Este es el testimonio de alguno de los treinta sacerdotes a los que alude el Padre Toni, SJ, en su libro.
Siervo de Dios José Sáinz Rodríguez
Todavía recuerdan en el pueblo las palabras en la misa del 6 de agosto, fiesta de la Transfiguración, cuando el joven sacerdote al distinguir claros entre los bancos de la iglesia, lo lamenta con dolor y exhorta a los valientes: “- Creo que nada pasará. Pero si pasa, ¿no es mejor que nos maten en la iglesia que en otro lugar? Y más si es por cumplir el mandamiento de oír misa”.
Y un día de agosto los milicianos conminaron a las autoridades del pueblo para que en un plazo de 24 horas se lo entregaran.
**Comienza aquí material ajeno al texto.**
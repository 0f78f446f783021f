//! Tag queries over rewrite database entries.
//!
//! A query has three tag sets. An entry matches when it carries at least one `include` tag,
//! every `require` tag and no `exclude` tag. Entry names count as tags, so a query can pick
//! (or drop) a single rewrite by name.
//!
//! Queries parse from tag expressions:
//!
//! ```rust,ignore
//! let query: Query = "fast_run +fusion &stable -inplace".parse()?;
//! ```
//!
//! A bare tag or `+tag` includes, `&tag` requires and `-tag` excludes.

use std::collections::{BTreeMap, BTreeSet};
use std::fmt;
use std::str::FromStr;

use snafu::ensure;

use crate::error::{Error, InvalidTagExpressionSnafu, Result};

#[derive(Debug, Clone, Default, PartialEq)]
pub struct Query {
    include: BTreeSet<String>,
    require: BTreeSet<String>,
    exclude: BTreeSet<String>,
    position_cutoff: Option<f64>,
    subqueries: BTreeMap<String, Query>,
}

fn tag_set<T: Into<String>>(tags: impl IntoIterator<Item = T>) -> impl Iterator<Item = String> {
    tags.into_iter().map(Into::into)
}

impl Query {
    /// The empty query. It includes nothing, so it matches nothing.
    pub fn new() -> Self {
        Self::default()
    }

    pub fn including<T: Into<String>>(mut self, tags: impl IntoIterator<Item = T>) -> Self {
        self.include.extend(tag_set(tags));
        self
    }

    pub fn requiring<T: Into<String>>(mut self, tags: impl IntoIterator<Item = T>) -> Self {
        self.require.extend(tag_set(tags));
        self
    }

    pub fn excluding<T: Into<String>>(mut self, tags: impl IntoIterator<Item = T>) -> Self {
        self.exclude.extend(tag_set(tags));
        self
    }

    /// Only keep top-level entries positioned strictly before `cutoff`.
    pub fn with_position_cutoff(mut self, cutoff: f64) -> Self {
        self.position_cutoff = Some(cutoff);
        self
    }

    /// Use `query` instead of this one to select the members of the group named `group`.
    pub fn with_subquery(mut self, group: impl Into<String>, query: Query) -> Self {
        self.subqueries.insert(group.into(), query);
        self
    }

    pub fn include(&self) -> &BTreeSet<String> {
        &self.include
    }

    pub fn require(&self) -> &BTreeSet<String> {
        &self.require
    }

    pub fn exclude(&self) -> &BTreeSet<String> {
        &self.exclude
    }

    pub fn position_cutoff(&self) -> Option<f64> {
        self.position_cutoff
    }

    pub fn subquery(&self, group: &str) -> Option<&Query> {
        self.subqueries.get(group)
    }

    /// Union of both queries' tag sets. `other`'s cutoff and subqueries take precedence.
    pub fn merge(&self, other: &Query) -> Query {
        let mut merged = self.clone();
        merged.include.extend(other.include.iter().cloned());
        merged.require.extend(other.require.iter().cloned());
        merged.exclude.extend(other.exclude.iter().cloned());
        merged.position_cutoff = other.position_cutoff.or(self.position_cutoff);
        merged.subqueries.extend(other.subqueries.iter().map(|(k, v)| (k.clone(), v.clone())));
        merged
    }

    /// Whether an entry carrying `tags` is selected.
    pub fn matches<'a>(&self, tags: impl IntoIterator<Item = &'a str> + Clone) -> bool {
        let has = |wanted: &str| tags.clone().into_iter().any(|tag| tag == wanted);
        self.include.iter().any(|tag| has(tag))
            && self.require.iter().all(|tag| has(tag))
            && !self.exclude.iter().any(|tag| has(tag))
    }
}

fn valid_tag(tag: &str) -> bool {
    !tag.is_empty() && tag.chars().all(|c| c.is_ascii_alphanumeric() || matches!(c, '_' | '.'))
}

impl FromStr for Query {
    type Err = Error;

    fn from_str(expression: &str) -> Result<Self> {
        let mut query = Query::new();
        for token in expression.split_whitespace() {
            let (set, tag) = match token.split_at(token.chars().next().map_or(0, char::len_utf8)) {
                ("+", tag) => (&mut query.include, tag),
                ("&", tag) => (&mut query.require, tag),
                ("-", tag) => (&mut query.exclude, tag),
                _ => (&mut query.include, token),
            };
            ensure!(
                valid_tag(tag),
                InvalidTagExpressionSnafu { expression, reason: format!("malformed tag in {token:?}") }
            );
            set.insert(tag.to_string());
        }
        Ok(query)
    }
}

/// Prints the tag expression. Cutoff and subqueries are not part of it.
impl fmt::Display for Query {
    fn fmt(&self, f: &mut fmt::Formatter<'_>) -> fmt::Result {
        let tokens = self
            .include
            .iter()
            .map(|tag| tag.to_string())
            .chain(self.require.iter().map(|tag| format!("&{tag}")))
            .chain(self.exclude.iter().map(|tag| format!("-{tag}")));
        for (i, token) in tokens.enumerate() {
            if i > 0 {
                f.write_str(" ")?;
            }
            f.write_str(&token)?;
        }
        Ok(())
    }
}
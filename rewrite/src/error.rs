use graft_ir::{ApplyId, VarId};
use snafu::Snafu;

pub type Result<T, E = Error> = std::result::Result<T, E>;

#[derive(Debug, Clone, PartialEq, Snafu)]
#[snafu(visibility(pub))]
pub enum Error {
    #[snafu(context(false), display("{source}"))]
    Graph { source: graft_ir::Error },

    // ===== Registration and queries =====
    #[snafu(display("a rewrite named {name} is already registered"))]
    DuplicateRewrite { name: String },

    #[snafu(display("no rewrite named {name} is registered"))]
    UnknownEntry { name: String },

    #[snafu(display("invalid tag expression {expression:?}: {reason}"))]
    InvalidTagExpression { expression: String, reason: String },

    #[snafu(display("unknown optimization level {name:?}"))]
    UnknownOptLevel { name: String },

    #[snafu(display("invalid value {value:?} for {key}"))]
    InvalidConfig { key: &'static str, value: String },

    // ===== Compilation =====
    #[snafu(display("input {index} ({var}) is not needed to compute the outputs"))]
    UnusedInput { index: usize, var: VarId },

    #[snafu(display("node {node} works in place, but in-place operations were not accepted"))]
    InplaceNotAccepted { node: ApplyId },
}

impl Error {
    /// Whether the graph being rewritten can no longer be trusted.
    pub fn is_fatal(&self) -> bool {
        matches!(self, Self::Graph { source } if source.is_fatal())
    }
}
use std::cmp::Reverse;
use std::collections::{BinaryHeap, HashMap};

use super::{ApplyId, FunctionGraph};
use crate::error::{CycleSnafu, Result};

/// Kahn's algorithm over the member nodes of a graph, yielding ready nodes lowest import
/// sequence first.
///
/// The iterator stops early when the remaining nodes form a cycle; [`Toposort::blocked`]
/// then names one of them.
#[derive(Debug)]
pub struct Toposort {
    ready: BinaryHeap<Reverse<(u64, ApplyId)>>,
    in_degree: HashMap<ApplyId, usize>,
    successors: HashMap<ApplyId, Vec<ApplyId>>,
    seq: HashMap<ApplyId, u64>,
    remaining: usize,
}

impl Toposort {
    pub(crate) fn new(fgraph: &FunctionGraph, orderings: &[(ApplyId, ApplyId)]) -> Self {
        let nodes = fgraph.nodes();
        let seq: HashMap<_, _> = nodes.iter().filter_map(|&n| Some((n, fgraph.import_seq(n)?))).collect();
        let mut in_degree: HashMap<ApplyId, usize> = nodes.iter().map(|&n| (n, 0)).collect();
        let mut successors: HashMap<ApplyId, Vec<ApplyId>> = HashMap::new();

        let mut edge = |from: ApplyId, to: ApplyId| {
            if let Some(degree) = in_degree.get_mut(&to) {
                *degree += 1;
                successors.entry(from).or_default().push(to);
            }
        };
        for &node in &nodes {
            for &input in fgraph.node(node).inputs() {
                if let Some(producer) = fgraph.var(input).owner_node().filter(|p| fgraph.contains_node(*p)) {
                    edge(producer, node);
                }
            }
        }
        for &(before, after) in orderings {
            if before != after && fgraph.contains_node(before) {
                edge(before, after);
            }
        }

        let ready = in_degree.iter().filter(|(_, d)| **d == 0).map(|(&n, _)| Reverse((seq[&n], n))).collect();
        Self { ready, in_degree, successors, seq, remaining: nodes.len() }
    }

    /// Nodes not yet yielded.
    pub fn remaining(&self) -> usize {
        self.remaining
    }

    /// A node that can never become ready, if the iterator is exhausted with nodes left.
    pub fn blocked(&self) -> Option<ApplyId> {
        if !self.ready.is_empty() || self.remaining == 0 {
            return None;
        }
        self.in_degree.iter().filter(|(_, d)| **d > 0).map(|(&n, _)| n).min_by_key(|n| self.seq[n])
    }

    /// Drain into a full order, failing with [`Cycle`](crate::Error::Cycle) when blocked.
    pub fn into_order(mut self) -> Result<Vec<ApplyId>> {
        let order: Vec<_> = self.by_ref().collect();
        match self.blocked() {
            Some(node) => CycleSnafu { node }.fail(),
            None => Ok(order),
        }
    }
}

impl Iterator for Toposort {
    type Item = ApplyId;

    fn next(&mut self) -> Option<ApplyId> {
        let Reverse((_, node)) = self.ready.pop()?;
        self.remaining -= 1;
        for next in self.successors.remove(&node).unwrap_or_default() {
            if let Some(degree) = self.in_degree.get_mut(&next) {
                *degree -= 1;
                if *degree == 0 {
                    self.ready.push(Reverse((self.seq[&next], next)));
                }
            }
        }
        self.in_degree.remove(&node);
        Some(node)
    }
}
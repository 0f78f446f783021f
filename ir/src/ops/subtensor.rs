//! Basic (static slice) indexing and its increment/set counterpart.

use std::fmt;

use itertools::Itertools;
use smallvec::{SmallVec, smallvec};
use snafu::ensure;

use super::check_arity;
use crate::error::{Result, TypeInferenceSnafu};
use crate::op::{AliasMap, Op};
use crate::types::TensorType;
use crate::value::{Dims, TensorData, broadcast_shapes};

/// Half-open range `start..stop` along one leading dimension.
#[derive(Debug, Clone, Copy, PartialEq, Eq, Hash, derive_more::Display)]
#[display("{start}:{stop}")]
pub struct Slice {
    pub start: usize,
    pub stop: usize,
}

impl Slice {
    pub fn new(start: usize, stop: usize) -> Self {
        Self { start, stop }
    }

    pub fn len(&self) -> usize {
        self.stop.saturating_sub(self.start)
    }

    pub fn is_empty(&self) -> bool {
        self.len() == 0
    }

    pub fn contains(&self, index: usize) -> bool {
        (self.start..self.stop).contains(&index)
    }

    pub fn overlaps(&self, other: &Slice) -> bool {
        !self.is_empty() && !other.is_empty() && self.start < other.stop && other.start < self.stop
    }
}

pub type Slices = SmallVec<[Slice; 4]>;

fn sliced_type(op: &dyn Op, x: &TensorType, slices: &[Slice]) -> Result<TensorType> {
    ensure!(
        slices.len() <= x.ndim(),
        TypeInferenceSnafu { op: op.to_string(), reason: format!("{} slices for a {}-d input", slices.len(), x.ndim()) }
    );
    for (slice, dim) in slices.iter().zip(x.shape()) {
        ensure!(
            slice.start <= slice.stop && dim.is_none_or(|dim| slice.stop <= dim),
            TypeInferenceSnafu { op: op.to_string(), reason: format!("slice {slice} out of bounds for {x}") }
        );
    }
    let shape = slices.iter().map(|s| Some(s.len())).chain(x.shape()[slices.len()..].iter().copied());
    Ok(TensorType::new(x.dtype(), shape))
}

/// Concrete shape of the selected region, checking runtime bounds.
fn region_shape(op: &dyn Op, x: &TensorData, slices: &[Slice]) -> Result<Dims> {
    ensure!(
        slices.len() <= x.ndim() && slices.iter().zip(x.shape()).all(|(s, d)| s.start <= s.stop && s.stop <= *d),
        TypeInferenceSnafu { op: op.to_string(), reason: format!("slices out of bounds for shape {:?}", x.shape()) }
    );
    Ok(slices.iter().map(Slice::len).chain(x.shape()[slices.len()..].iter().copied()).collect())
}

/// `x[slices]`, a view of `x`.
#[derive(Debug, Clone, PartialEq, Eq, Hash)]
pub struct Subtensor {
    slices: Slices,
}

impl Subtensor {
    pub fn new(slices: &[Slice]) -> Self {
        Self { slices: slices.into() }
    }

    pub fn slices(&self) -> &[Slice] {
        &self.slices
    }
}

impl Op for Subtensor {
    fn family(&self) -> &'static str {
        "subtensor"
    }

    fn infer_types(&self, inputs: &[TensorType]) -> Result<Vec<TensorType>> {
        check_arity(self, inputs, 1)?;
        Ok(vec![sliced_type(self, &inputs[0], &self.slices)?])
    }

    fn view_map(&self) -> AliasMap {
        AliasMap::from([(0, smallvec![0])])
    }

    fn perform(&self, inputs: &[&TensorData]) -> Option<Result<Vec<TensorData>>> {
        let x = inputs.first()?;
        Some(region_shape(self, x, &self.slices).map(|shape| {
            let out = TensorData::from_fn(x.dtype(), &shape, |index| {
                let source: Dims =
                    index.iter().enumerate().map(|(d, i)| i + self.slices.get(d).map_or(0, |s| s.start)).collect();
                x.get(&source).unwrap_or(f64::NAN)
            });
            vec![out]
        }))
    }
}

impl fmt::Display for Subtensor {
    fn fmt(&self, f: &mut fmt::Formatter<'_>) -> fmt::Result {
        write!(f, "Subtensor{{{}}}", self.slices.iter().join(", "))
    }
}

/// `x[slices] += y` (or `= y`), returning the updated `x`.
///
/// Out of place the output is a fresh copy; in place it overwrites input 0.
#[derive(Debug, Clone, PartialEq, Eq, Hash)]
pub struct IncSubtensor {
    slices: Slices,
    set_instead_of_inc: bool,
    inplace: bool,
}

impl IncSubtensor {
    pub fn inc(slices: &[Slice]) -> Self {
        Self { slices: slices.into(), set_instead_of_inc: false, inplace: false }
    }

    pub fn set(slices: &[Slice]) -> Self {
        Self { slices: slices.into(), set_instead_of_inc: true, inplace: false }
    }

    pub fn slices(&self) -> &[Slice] {
        &self.slices
    }

    pub fn is_set(&self) -> bool {
        self.set_instead_of_inc
    }

    pub fn is_inplace(&self) -> bool {
        self.inplace
    }

    pub fn with_inplace(&self, inplace: bool) -> Self {
        Self { inplace, ..self.clone() }
    }

    /// Whether the two updated regions cannot share an element.
    pub fn disjoint(&self, other: &IncSubtensor) -> bool {
        self.slices.iter().chain(&other.slices).any(Slice::is_empty)
            || self.slices.iter().zip(&other.slices).any(|(a, b)| !a.overlaps(b))
    }
}

impl Op for IncSubtensor {
    fn family(&self) -> &'static str {
        "inc_subtensor"
    }

    fn infer_types(&self, inputs: &[TensorType]) -> Result<Vec<TensorType>> {
        check_arity(self, inputs, 2)?;
        let (x, y) = (&inputs[0], &inputs[1]);
        let region = sliced_type(self, x, &self.slices)?;
        ensure!(
            y.dtype().can_safe_cast(x.dtype()),
            TypeInferenceSnafu { op: self.to_string(), reason: format!("cannot cast {} into {}", y.dtype(), x.dtype()) }
        );
        let offset = region.ndim().checked_sub(y.ndim());
        let fits = offset.is_some_and(|offset| {
            y.shape().iter().enumerate().all(|(d, dim)| match (dim, region.shape()[offset + d]) {
                (Some(1), _) | (None, _) | (_, None) => true,
                (Some(a), Some(b)) => *a == b,
            })
        });
        ensure!(
            fits,
            TypeInferenceSnafu { op: self.to_string(), reason: format!("cannot broadcast {y} into {region}") }
        );
        Ok(vec![x.clone()])
    }

    fn destroy_map(&self) -> AliasMap {
        if self.inplace { AliasMap::from([(0, smallvec![0])]) } else { AliasMap::new() }
    }

    fn perform(&self, inputs: &[&TensorData]) -> Option<Result<Vec<TensorData>>> {
        let (x, y) = (inputs.first()?, inputs.get(1)?);
        let region = match region_shape(self, x, &self.slices) {
            Ok(region) => region,
            Err(error) => return Some(Err(error)),
        };
        if broadcast_shapes([region.as_slice(), y.shape()]).as_deref() != Some(region.as_slice()) {
            let reason = format!("cannot broadcast {:?} into {:?}", y.shape(), region.as_slice());
            return Some(TypeInferenceSnafu { op: self.to_string(), reason }.fail());
        }
        let out = TensorData::from_fn(x.dtype(), x.shape(), |index| {
            let current = x.get(index).unwrap_or(f64::NAN);
            let inside = self.slices.iter().zip(index).all(|(s, i)| s.contains(*i));
            if !inside {
                return current;
            }
            let relative: Dims =
                index.iter().enumerate().map(|(d, i)| i - self.slices.get(d).map_or(0, |s| s.start)).collect();
            let update = y.broadcast_get(&relative);
            if self.set_instead_of_inc { update } else { current + update }
        });
        Some(Ok(vec![out]))
    }
}

impl fmt::Display for IncSubtensor {
    fn fmt(&self, f: &mut fmt::Formatter<'_>) -> fmt::Result {
        let name = if self.set_instead_of_inc { "SetSubtensor" } else { "IncSubtensor" };
        write!(f, "{name}{{{}}}", self.slices.iter().join(", "))?;
        if self.inplace {
            write!(f, "[inplace]")?;
        }
        Ok(())
    }
}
El 21 de agosto le detienen, obligándole a subir en una camioneta. Dicen los testigos, que cuando arrancó, se persignó despacio y apretando un pequeño crucifijo en sus manos, se puso a orar. El trayecto fue corto: lo asesinaron cerca de La Iglesuela (Toledo). Se conserva un documento excepcional del nuevo párroco, Don Sergio Rodríguez, con fecha de 3 de diciembre de 1936. En él se recogen minuciosamente todos los detalles de su muerte.
Siervo de Dios Pedro Estrada Altozano
Una de las torturas que más divertía a los milicianos era tenerle atado por los tobillos con sogas que colgaban de una viga del techo, y cuando le veían descuidado, tiraban de la soga, haciéndole caer de bruces al suelo, mientras le gritaban: “-Anda, Pedrito, echa un sermón”. Tantas veces lo hicieron que no sólo magullaron todo su cuerpo, sino que descarnaron sus tobillos dejando al descubierto los huesos, como apareció al desenterrar el cadáver. La sádica broma les gustó tanto que al montarle en un camión, cuando ya le llevaban a asesinarle, un miliciano la repitió, cayéndose del vehículo e hiriéndose. Fue conducido a la finca “El Toril” de Velada (Toledo) y antes de ser fusilado pronunció palabras de perdón. Era, como hemos dicho, el 10 de agosto de 1936, festividad del mártir San Lorenzo.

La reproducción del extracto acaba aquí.